Tuesday, June 30, 2015

No Site at Hafnarborg




The exhibition No site is an exhibition of the works of eight artists living in Iceland who are turning their gaze towards Icelandic nature. Björn Árnason, Claudia Hausfeld, Daniel Reuter, Edda Fransisca Kjarval, Ingvar Högni Ragnarsson, Katrín Elvarsdóttir, Pétur Thomsen and Stuart Richardson all work with photography as a medium. The works are all made in the timespan 2008 – 2015. The curators are Áslaug Íris Friðjónsdóttir and Unnur Mjöll S. Leifsdóttir.

Vanished Summer 5



Nature and landscape have long been a subject for artists. Consciously and unconsciously the tendency has been to glorify nature, for instance by fixating on well-known landmarks and historically important sites. In that aspect photography is no exception and in recent years that medium has played an important role in the image making of the tourist industry. We are surrounded by stunning landscape photos of beaming northern lights, grand glaciers, glassy lakes and colourful mountains.



 The works in the exhibition reflects both inner and outer landscapes. Each artist views nature from their own perspective, their works evoking consciousness toward places that are familiar. The characteristics of the landscape relate to familiar places or personal experiences and memories. This is the landscape that we all know, the image we see when we look out of the car window on our travels in the countryside, the places that don’t have any names, the environment which is in-between the remarkable places. We know the light, the yellow grass, the sands, the snowfields, the lava, the greyness and the rain that erases the outlines of mountains and landmarks.
The artists participating in the exhibition No site have a different view of the landscape. They seek to capture the beauty in the moments that often go unnoticed.
The exhibition is on view until August 23, 2015 at Hafnarborg Centre of Culture and Fine Art. 

Monday, May 18, 2015

Equivocal at the Warsaw Festival of Art Photography 2015


The WFFA Festival will take place from May 15- June 15 2015, the theme of the Festival is “COMMON SPACE” and this year Iceland is the guest of honour.

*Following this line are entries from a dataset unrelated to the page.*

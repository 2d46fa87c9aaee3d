use serde::Serialize;
use serde_json::{json, Value};
use std::fmt;

/// One rejected field.
///
/// `field` is the top-level field name; `location` is the full path to the
/// offending value (`assets[2]`, `accounts[0].address`).
#[derive(Debug, Clone, PartialEq, Eq, Serialize)]
pub struct FieldIssue {
    pub field: String,
    pub location: String,
    pub message: String,
}

impl FieldIssue {
    pub fn new(field: impl Into<String>, message: impl Into<String>) -> Self {
        let field = field.into();
        FieldIssue {
            location: field.clone(),
            field,
            message: message.into(),
        }
    }

    /// Issue whose location is nested below the top-level field
    pub fn at(
        field: impl Into<String>,
        location: impl Into<String>,
        message: impl Into<String>,
    ) -> Self {
        FieldIssue {
            field: field.into(),
            location: location.into(),
            message: message.into(),
        }
    }
}

/// Merged payload rejected by a descriptor. Carries every issue found.
#[derive(Debug, Clone, PartialEq, Eq)]
pub struct ValidationError {
    pub schema: String,
    pub issues: Vec<FieldIssue>,
}

impl ValidationError {
    pub fn new(schema: impl Into<String>, issues: Vec<FieldIssue>) -> Self {
        Self {
            schema: schema.into(),
            issues,
        }
    }

    /// Distinct offending top-level field names, in report order
    #[must_use]
    pub fn fields(&self) -> Vec<&str> {
        let mut names: Vec<&str> = Vec::with_capacity(self.issues.len());
        for issue in &self.issues {
            if !names.contains(&issue.field.as_str()) {
                names.push(&issue.field);
            }
        }
        names
    }

    #[must_use]
    pub fn issue_for(&self, field: &str) -> Option<&FieldIssue> {
        self.issues.iter().find(|i| i.field == field)
    }

    /// Body of the 400 response
    #[must_use]
    pub fn to_json(&self) -> Value {
        json!({
            "error": "Request validation failed",
            "details": self.issues,
        })
    }
}

impl fmt::Display for ValidationError {
    fn fmt(&self, f: &mut fmt::Formatter<'_>) -> fmt::Result {
        write!(f, "{} rejected the request arguments:", self.schema)?;
        for issue in &self.issues {
            write!(f, " [{}] {}", issue.location, issue.message)?;
        }
        Ok(())
    }
}

impl std::error::Error for ValidationError {}

#[cfg(test)]
mod tests {
    use super::*;

    #[test]
    fn fields_are_deduplicated_in_order() {
        let err = ValidationError::new(
            "S",
            vec![
                FieldIssue::at("assets", "assets[2]", "bad"),
                FieldIssue::new("to_timestamp", "Missing data for required field."),
                FieldIssue::at("assets", "assets[3]", "bad"),
            ],
        );
        assert_eq!(err.fields(), vec!["assets", "to_timestamp"]);
        assert_eq!(err.issue_for("assets").unwrap().location, "assets[2]");
    }

    #[test]
    fn json_body_lists_details() {
        let err = ValidationError::new("S", vec![FieldIssue::new("a", "Unknown field.")]);
        let body = err.to_json();
        assert_eq!(body["error"], "Request validation failed");
        assert_eq!(body["details"][0]["field"], "a");
        assert_eq!(body["details"][0]["location"], "a");
    }
}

The Icelandic program will consist of a group exhibition titled, Relooking – Icelandic Landscape Photography, showing the Icelandic landscape as perceived by the photographers of the middle generation and mature artists, such as: Invar Brynjolfsson, Haraldur Johnsson, Einar Falur Ingefsson or Ingvar Högni. Iceland Now! will show topics, tendencies and areas of interest of three young Icelandic photographers. There will also be four Solo expositions of well-known Icelandic photographers, Spessi (Food, People and Post Office), Katrin Elvarsdottir (Equivocal), Pétur Thomsen (Imported Landscape) and Bjargey Ólafsdóttir (Johanna). For more information: http://www.wffa.eu


 from my opening at Schody Galeria, Warsaw.

Tuesday, January 20, 2015

Anti-Grand: Contemporary Perspectives on Landscape

                                   
          


On view January 15 through March 6, 2015, in the Harnett Museum of Art, is the exhibition Anti-Grand: Contemporary Perspectives on Landscape curated by N. Elizabeth Schlatter  and Kenta Murakami. The exhibition features 24 contemporary, international artists, artists’ collectives and game developers who examine, challenge, and re-define the concept of landscape while simultaneously drawing attention to humanity’s hubristic attempts to relate to, preserve, and manage the natural environment. Anti-Grand includes 33 works of art, with video, installation, video games, and traditional two- and three-dimensional work.
All of the works in the exhibition were created since 2000 to focus on art made well after the initial developments of the modern and popular discourse on environmentalism and sustainability. The exhibition’s title Anti-Grand suggests an approach to the topic that is opposite one of awe and reverie of the past, approaches that are now difficult to consider without an implicit sense of irony. Contemporary Perspectives of Landscape emphasizes the role of the artist’s and/or viewer’s choice of framing device as applied to both the represented scenery and the genre at large. Engaging humor, tenderness, ambivalence, and respect, the artists look at many facets of this subject. Unifying the exhibition are issues of representation that are inherent to the genre and the various ways in which artists have self-reflexively considered their relationship to the artistic subject.
As a starting point, the exhibition considers the idea of the landscape as “an aesthetic category par excellence.”  This concept is explored in Kim Keever’s (American, born 1955) photographs and video of landscapes constructed in 200-gallon tanks filled with water, the experimental prints of photographer Matthew Brandt (American, born 1982), and the voyeuristic dioramas of Patrick Jacobs’ (American, born 1971) set into the walls of a gallery. Katrín Elvarsdóttir (Icelandic, born 1964), the artists collective Flatform, and Jon-Phillip Sheridan (American, born 1977) all explore how landscape is perceived and framed, both by the camera and the viewer.